Bei der Farbgestaltung von Praxisräumen hat sich zu lange der Mythos vom “hygienischen Weiß” gehalten.
Aber warum ist weiß als Farbwahl überhaupt problematisch?
Grundsätzlich gilt zu verstehen, dass Farbe unserem Gehirn hilft, die Welt zu verstehen. Wir orientieren uns in erster Linie visuell und dazu gehört natürlich auch das Farbsehen.
Nun gibt es in der Natur sehr viele unterschiedliche Farbtöne und Schattierungen. Weiß kommt jedoch eher spärlich und nur punktuell vor. Mit einer Ausnahme…. im Winter. Verschneite Landschaften haben ihren Reiz ohne Zweifel und ich bin die letzte, die einen tollen Schneespaziergang nicht zu schätzen wüsste.
Ein großes Problem dabei ist aber häufig die Blendung. Bist du schonmal an einem sonnigen Tag im Schnee unterwegs gewesen? Ohne Sonnenbrille kaum auszuhalten oder? Weiß ist der ultimative Blender unter den Farben. Zudem löst Weiß so gut wie alle Linien auf. Besonders gut lässt sich dieses Phänomen bei einem sogenannten „White-out“ beobachten. Wenn im Winter Schnee und vor allem Wind zusammenkommen und alle Konturen verschwimmen, ist es beinahe unmöglich sich zu orientieren.

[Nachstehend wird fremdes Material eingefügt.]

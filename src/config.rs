//! Configuration: file filters and the category table.
//!
//! Configuration is read from a TOML file. Every section is optional; an
//! empty file (or no file at all) gives the built-in behavior of sorting every
//! direct file with the default category table.
//!
//! # Configuration File Format
//!
//! ```toml
//! [filters]
//! enable_hidden_files = true
//!
//! [filters.exclude]
//! filenames = ["Thumbs.db", "desktop.ini"]
//! patterns = ["*.part", "*.crdownload"]
//! extensions = ["tmp"]
//! regex = []
//!
//! [filters.include]
//! patterns = []
//!
//! # Replaces the default table when present. Order decides ties.
//! [[categories]]
//! name = "Photos"
//! extensions = [".jpg", ".png"]
//! ```

use crate::file_category::{CategoryTable, split_extension};
use glob::Pattern;
use regex::Regex;
use serde::Deserialize;
use std::collections::HashSet;
use std::fmt;
use std::fs;
use std::io;
use std::path::{Path, PathBuf};
use thiserror::Error;
use tracing::debug;

/// Name of the per-directory configuration file looked up in the working directory.
pub const LOCAL_CONFIG_FILE: &str = ".filesorterrc.toml";

/// Errors that can occur during configuration loading and compilation.
#[derive(Debug, Error)]
pub enum ConfigError {
    /// Configuration file not found at the specified path.
    #[error("Configuration file not found: {}", .0.display())]
    ConfigNotFound(PathBuf),

    /// Invalid TOML syntax or structure.
    #[error("Invalid configuration: {0}")]
    ConfigInvalid(String),

    #[error("Invalid glob pattern '{0}': expected *.ext or dir/**")]
    InvalidGlobPattern(String),

    #[error("Invalid regex pattern '{pattern}': {reason}")]
    InvalidRegexPattern { pattern: String, reason: String },

    /// A `[[categories]]` entry that cannot be used as a folder or lookup key.
    #[error("Invalid category '{name}': {reason}")]
    InvalidCategory { name: String, reason: String },

    #[error("IO error reading configuration {}: {source}", .path.display())]
    Io {
        path: PathBuf,
        #[source]
        source: io::Error,
    },
}

/// Top-level configuration file contents.
#[derive(Debug, Clone, Default, Deserialize)]
#[serde(default)]
pub struct Config {
    pub filters: FilterSection,

    /// Replacement category table, in priority order.
    pub categories: Vec<CategoryDefinition>,
}

/// One `[[categories]]` entry.
#[derive(Debug, Clone, Deserialize)]
pub struct CategoryDefinition {
    pub name: String,
    #[serde(default)]
    pub extensions: Vec<String>,
}

/// `[filters]`: which direct files of a directory take part in a sort.
#[derive(Debug, Clone, Deserialize)]
#[serde(default)]
pub struct FilterSection {
    /// Sort names starting with "." too.
    pub enable_hidden_files: bool,
    pub exclude: ExcludeSection,
    /// Whitelist; a match here overrides every exclude rule.
    pub include: IncludeSection,
}

impl Default for FilterSection {
    fn default() -> Self {
        Self {
            enable_hidden_files: true,
            exclude: ExcludeSection::default(),
            include: IncludeSection::default(),
        }
    }
}

/// `[filters.exclude]`
#[derive(Debug, Clone, Default, Deserialize)]
#[serde(default)]
pub struct ExcludeSection {
    /// Exact file names, e.g. "Thumbs.db".
    pub filenames: Vec<String>,
    /// Glob patterns, e.g. "*.part".
    pub patterns: Vec<String>,
    /// Case-insensitive, with or without the leading dot.
    pub extensions: Vec<String>,
    pub regex: Vec<String>,
}

/// `[filters.include]`
#[derive(Debug, Clone, Default, Deserialize)]
#[serde(default)]
pub struct IncludeSection {
    pub patterns: Vec<String>,
}

impl Config {
    /// Load configuration, falling back to the built-in defaults.
    ///
    /// An explicit `config_path` must exist. Otherwise the first existing
    /// file among `./.filesorterrc.toml` and
    /// `~/.config/filesorter/config.toml` is used.
    pub fn load(config_path: Option<&Path>) -> Result<Self, ConfigError> {
        if let Some(path) = config_path {
            return Self::load_from_file(path);
        }

        match Self::discovered_path() {
            Some(path) => {
                debug!("Using configuration {}", path.display());
                Self::load_from_file(&path)
            }
            None => Ok(Self::default()),
        }
    }

    fn discovered_path() -> Option<PathBuf> {
        let user_config = std::env::var_os("HOME").map(|home| {
            PathBuf::from(home)
                .join(".config")
                .join("filesorter")
                .join("config.toml")
        });

        std::iter::once(PathBuf::from(LOCAL_CONFIG_FILE))
            .chain(user_config)
            .find(|path| path.is_file())
    }

    pub fn load_from_file(path: &Path) -> Result<Self, ConfigError> {
        let content = fs::read_to_string(path).map_err(|source| match source.kind() {
            io::ErrorKind::NotFound => ConfigError::ConfigNotFound(path.to_path_buf()),
            _ => ConfigError::Io {
                path: path.to_path_buf(),
                source,
            },
        })?;

        Self::from_toml(&content)
    }

    /// Parse configuration from TOML text.
    pub fn from_toml(content: &str) -> Result<Self, ConfigError> {
        toml::from_str(content).map_err(|e| ConfigError::ConfigInvalid(e.to_string()))
    }

    /// Builds the category table: the configured one, or the default table
    /// when no `[[categories]]` are given.
    pub fn category_table(&self) -> Result<CategoryTable, ConfigError> {
        if self.categories.is_empty() {
            return Ok(CategoryTable::default());
        }

        let mut seen = HashSet::new();
        let mut table = CategoryTable::empty();
        for definition in &self.categories {
            validate_category(definition)?;
            if !seen.insert(definition.name.as_str()) {
                return Err(ConfigError::InvalidCategory {
                    name: definition.name.clone(),
                    reason: "defined more than once".to_string(),
                });
            }
            table.add_category(&definition.name, &definition.extensions);
        }
        Ok(table)
    }

    pub fn compile_filters(&self) -> Result<CompiledFilters, ConfigError> {
        CompiledFilters::compile(&self.filters)
    }
}

fn validate_category(definition: &CategoryDefinition) -> Result<(), ConfigError> {
    let invalid = |reason: &str| ConfigError::InvalidCategory {
        name: definition.name.clone(),
        reason: reason.to_string(),
    };

    let name = definition.name.as_str();
    if name.trim().is_empty() {
        return Err(invalid("name must not be empty"));
    }
    if name == "." || name == ".." || name.contains(['/', '\\']) {
        return Err(invalid("name must be a plain folder name"));
    }
    if let Some(ext) = definition
        .extensions
        .iter()
        .find(|ext| !ext.starts_with('.') || ext.len() < 2)
    {
        return Err(invalid(&format!(
            "extension '{}' must start with a dot, e.g. \".pdf\"",
            ext
        )));
    }
    Ok(())
}

/// The rule that left a file out of a sort.
#[derive(Debug, Clone, Copy, PartialEq, Eq)]
pub enum Exclusion {
    Hidden,
    Filename,
    Extension,
    Pattern,
    Regex,
}

impl fmt::Display for Exclusion {
    fn fmt(&self, f: &mut fmt::Formatter<'_>) -> fmt::Result {
        let reason = match self {
            Exclusion::Hidden => "hidden file",
            Exclusion::Filename => "excluded file name",
            Exclusion::Extension => "excluded extension",
            Exclusion::Pattern => "excluded glob pattern",
            Exclusion::Regex => "excluded regex",
        };
        f.write_str(reason)
    }
}

/// Filter rules compiled into matchers. The default admits every file.
#[derive(Debug, Clone, Default)]
pub struct CompiledFilters {
    skip_hidden: bool,
    keep: Vec<Pattern>,
    names: HashSet<String>,
    extensions: HashSet<String>,
    globs: Vec<Pattern>,
    regexes: Vec<Regex>,
}

impl CompiledFilters {
    fn compile(section: &FilterSection) -> Result<Self, ConfigError> {
        let exclude = &section.exclude;
        Ok(Self {
            skip_hidden: !section.enable_hidden_files,
            keep: compile_globs(&section.include.patterns)?,
            names: exclude.filenames.iter().cloned().collect(),
            extensions: exclude
                .extensions
                .iter()
                .map(|ext| normalize_extension(ext))
                .collect(),
            globs: compile_globs(&exclude.patterns)?,
            regexes: exclude
                .regex
                .iter()
                .map(|pattern| compile_regex(pattern))
                .collect::<Result<_, _>>()?,
        })
    }

    /// The first rule that leaves `file_name` out, if any.
    ///
    /// Include patterns win over everything. The exclude rules are then
    /// tried in order: hidden, name, extension, glob, regex.
    pub fn exclusion(&self, file_name: &str) -> Option<Exclusion> {
        if self.keep.iter().any(|p| p.matches(file_name)) {
            return None;
        }

        let extension = split_extension(file_name).1.map(normalize_extension);
        if self.skip_hidden && file_name.starts_with('.') {
            Some(Exclusion::Hidden)
        } else if self.names.contains(file_name) {
            Some(Exclusion::Filename)
        } else if extension.is_some_and(|ext| self.extensions.contains(&ext)) {
            Some(Exclusion::Extension)
        } else if self.globs.iter().any(|p| p.matches(file_name)) {
            Some(Exclusion::Pattern)
        } else if self.regexes.iter().any(|r| r.is_match(file_name)) {
            Some(Exclusion::Regex)
        } else {
            None
        }
    }

    pub fn should_include(&self, file_name: &str) -> bool {
        self.exclusion(file_name).is_none()
    }
}

fn normalize_extension(ext: &str) -> String {
    ext.trim_start_matches('.').to_lowercase()
}

fn compile_globs(patterns: &[String]) -> Result<Vec<Pattern>, ConfigError> {
    patterns
        .iter()
        .map(|p| Pattern::new(p).map_err(|_| ConfigError::InvalidGlobPattern(p.clone())))
        .collect()
}

fn compile_regex(pattern: &str) -> Result<Regex, ConfigError> {
    Regex::new(pattern).map_err(|e| ConfigError::InvalidRegexPattern {
        pattern: pattern.to_string(),
        reason: e.to_string(),
    })
}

Klar in Innenräumen sind wir weit entfernt von diesen extremen Wetterphänomenen. Aber die Problematik bleibt. Weiß lässt Konturen verwischen und entzieht uns zudem wichtige Sinnesreize. Es ist eine deprivative Farbe und das Problem mit der Blendung und somit Verengung der Sehschlitze bleibt bestehen.
Farbe ist mehr als nur dekoratives Stilmittel.
Sie hilft uns Räume geometrisch besser zu erfassen und unsere Umgebung zu verstehen. Sie kann uns auch täuschen und räumliche Illusionen hervorrufen. Deshalb ist es so wichtig sie richtig einzusetzen und als Material zu begreifen, mit dem wir die Architektur unterstützen und gleichzeitig unserem Bedürfnis nach Klarheit und Orientierung nachkommen können.
Wenn wir es dann noch schaffen, uns an der natürlichen Farbpalette zu orientieren, haben wir auch im Hinblick auf das sensorisch optimierte Raumgefühl die beste Entscheidung getroffen. Klar können auch kräftigere Farbtöne ihren Reiz haben und Räume spannender wirken lassen. Hier kommt es aber stark auf die Nutzungsdauer und das Ziel der Gestaltung an.
Inzwischen ist es ja weitgehend bekannt, dass Fastfoodketten ihre Restaurants absichtlich in knallig bunten und kräftigen Farben gestalten um die Gäste möglichst schnell wieder loszuwerden und die Tische maximal häufig besetzen zu können. Komm rein, iss schnell und geh wieder, ist hier die Devise.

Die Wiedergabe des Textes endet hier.